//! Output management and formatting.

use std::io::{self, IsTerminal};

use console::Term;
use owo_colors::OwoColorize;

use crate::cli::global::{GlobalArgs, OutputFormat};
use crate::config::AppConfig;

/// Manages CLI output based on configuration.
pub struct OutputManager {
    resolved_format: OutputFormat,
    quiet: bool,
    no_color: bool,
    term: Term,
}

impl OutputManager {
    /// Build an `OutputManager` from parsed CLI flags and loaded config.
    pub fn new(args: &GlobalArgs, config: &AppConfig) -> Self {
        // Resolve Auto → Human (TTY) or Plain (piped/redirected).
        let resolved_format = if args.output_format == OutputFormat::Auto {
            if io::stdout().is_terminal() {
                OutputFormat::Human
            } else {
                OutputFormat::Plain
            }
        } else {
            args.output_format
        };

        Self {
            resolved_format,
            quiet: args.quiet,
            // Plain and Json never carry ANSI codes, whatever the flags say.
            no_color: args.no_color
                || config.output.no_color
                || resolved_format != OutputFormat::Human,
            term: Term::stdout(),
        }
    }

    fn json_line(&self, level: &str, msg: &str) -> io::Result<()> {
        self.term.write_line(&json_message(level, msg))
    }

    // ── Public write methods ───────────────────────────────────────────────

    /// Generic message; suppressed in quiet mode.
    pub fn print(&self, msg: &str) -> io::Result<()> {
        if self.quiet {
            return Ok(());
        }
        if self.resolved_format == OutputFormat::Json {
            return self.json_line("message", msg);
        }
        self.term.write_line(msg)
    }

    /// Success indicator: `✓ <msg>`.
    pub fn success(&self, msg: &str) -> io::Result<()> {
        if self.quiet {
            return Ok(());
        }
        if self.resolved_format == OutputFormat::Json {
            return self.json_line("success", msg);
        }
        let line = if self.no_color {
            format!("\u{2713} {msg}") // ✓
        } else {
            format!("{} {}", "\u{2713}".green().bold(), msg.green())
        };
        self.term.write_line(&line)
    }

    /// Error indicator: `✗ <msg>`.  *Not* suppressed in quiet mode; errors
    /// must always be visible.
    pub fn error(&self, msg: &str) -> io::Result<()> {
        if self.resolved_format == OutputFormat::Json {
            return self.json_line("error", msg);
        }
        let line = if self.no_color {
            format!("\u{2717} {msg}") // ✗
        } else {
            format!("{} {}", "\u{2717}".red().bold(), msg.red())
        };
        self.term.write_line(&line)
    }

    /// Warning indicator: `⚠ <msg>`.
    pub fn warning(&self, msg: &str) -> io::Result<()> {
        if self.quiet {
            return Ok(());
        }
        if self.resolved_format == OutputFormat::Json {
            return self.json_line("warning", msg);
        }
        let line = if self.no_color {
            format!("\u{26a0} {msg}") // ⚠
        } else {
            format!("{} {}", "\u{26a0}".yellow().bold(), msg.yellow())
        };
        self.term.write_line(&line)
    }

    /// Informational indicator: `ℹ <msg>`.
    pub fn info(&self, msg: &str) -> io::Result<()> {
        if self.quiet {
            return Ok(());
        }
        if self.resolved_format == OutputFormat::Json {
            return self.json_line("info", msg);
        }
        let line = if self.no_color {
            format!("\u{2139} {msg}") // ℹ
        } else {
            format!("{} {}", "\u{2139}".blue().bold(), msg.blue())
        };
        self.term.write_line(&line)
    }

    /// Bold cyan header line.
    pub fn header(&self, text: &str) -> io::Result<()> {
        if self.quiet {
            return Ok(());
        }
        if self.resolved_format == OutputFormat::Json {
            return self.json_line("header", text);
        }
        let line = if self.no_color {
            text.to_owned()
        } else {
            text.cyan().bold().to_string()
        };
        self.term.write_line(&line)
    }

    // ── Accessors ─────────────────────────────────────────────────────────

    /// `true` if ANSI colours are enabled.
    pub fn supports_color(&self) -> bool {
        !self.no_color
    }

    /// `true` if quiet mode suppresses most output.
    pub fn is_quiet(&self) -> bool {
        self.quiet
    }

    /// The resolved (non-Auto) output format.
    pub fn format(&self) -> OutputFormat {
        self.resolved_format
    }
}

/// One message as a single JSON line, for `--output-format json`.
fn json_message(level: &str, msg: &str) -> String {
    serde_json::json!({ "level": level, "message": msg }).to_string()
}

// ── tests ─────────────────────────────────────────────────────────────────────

|---|

◆ PROBLEM DESCRIPTION
Whenever the string "Result" shows up in a line of the records, copy that line.

◆ ANSWER SPACE
    fn json_line(&self, level: &str, msg: &str) -> io::Result<()> {
    pub fn print(&self, msg: &str) -> io::Result<()> {
    pub fn success(&self, msg: &str) -> io::Result<()> {
    pub fn error(&self, msg: &str) -> io::Result<()> {
    pub fn warning(&self, msg: &str) -> io::Result<()> {
    pub fn info(&self, msg: &str) -> io::Result<()> {
    pub fn header(&self, text: &str) -> io::Result<()> {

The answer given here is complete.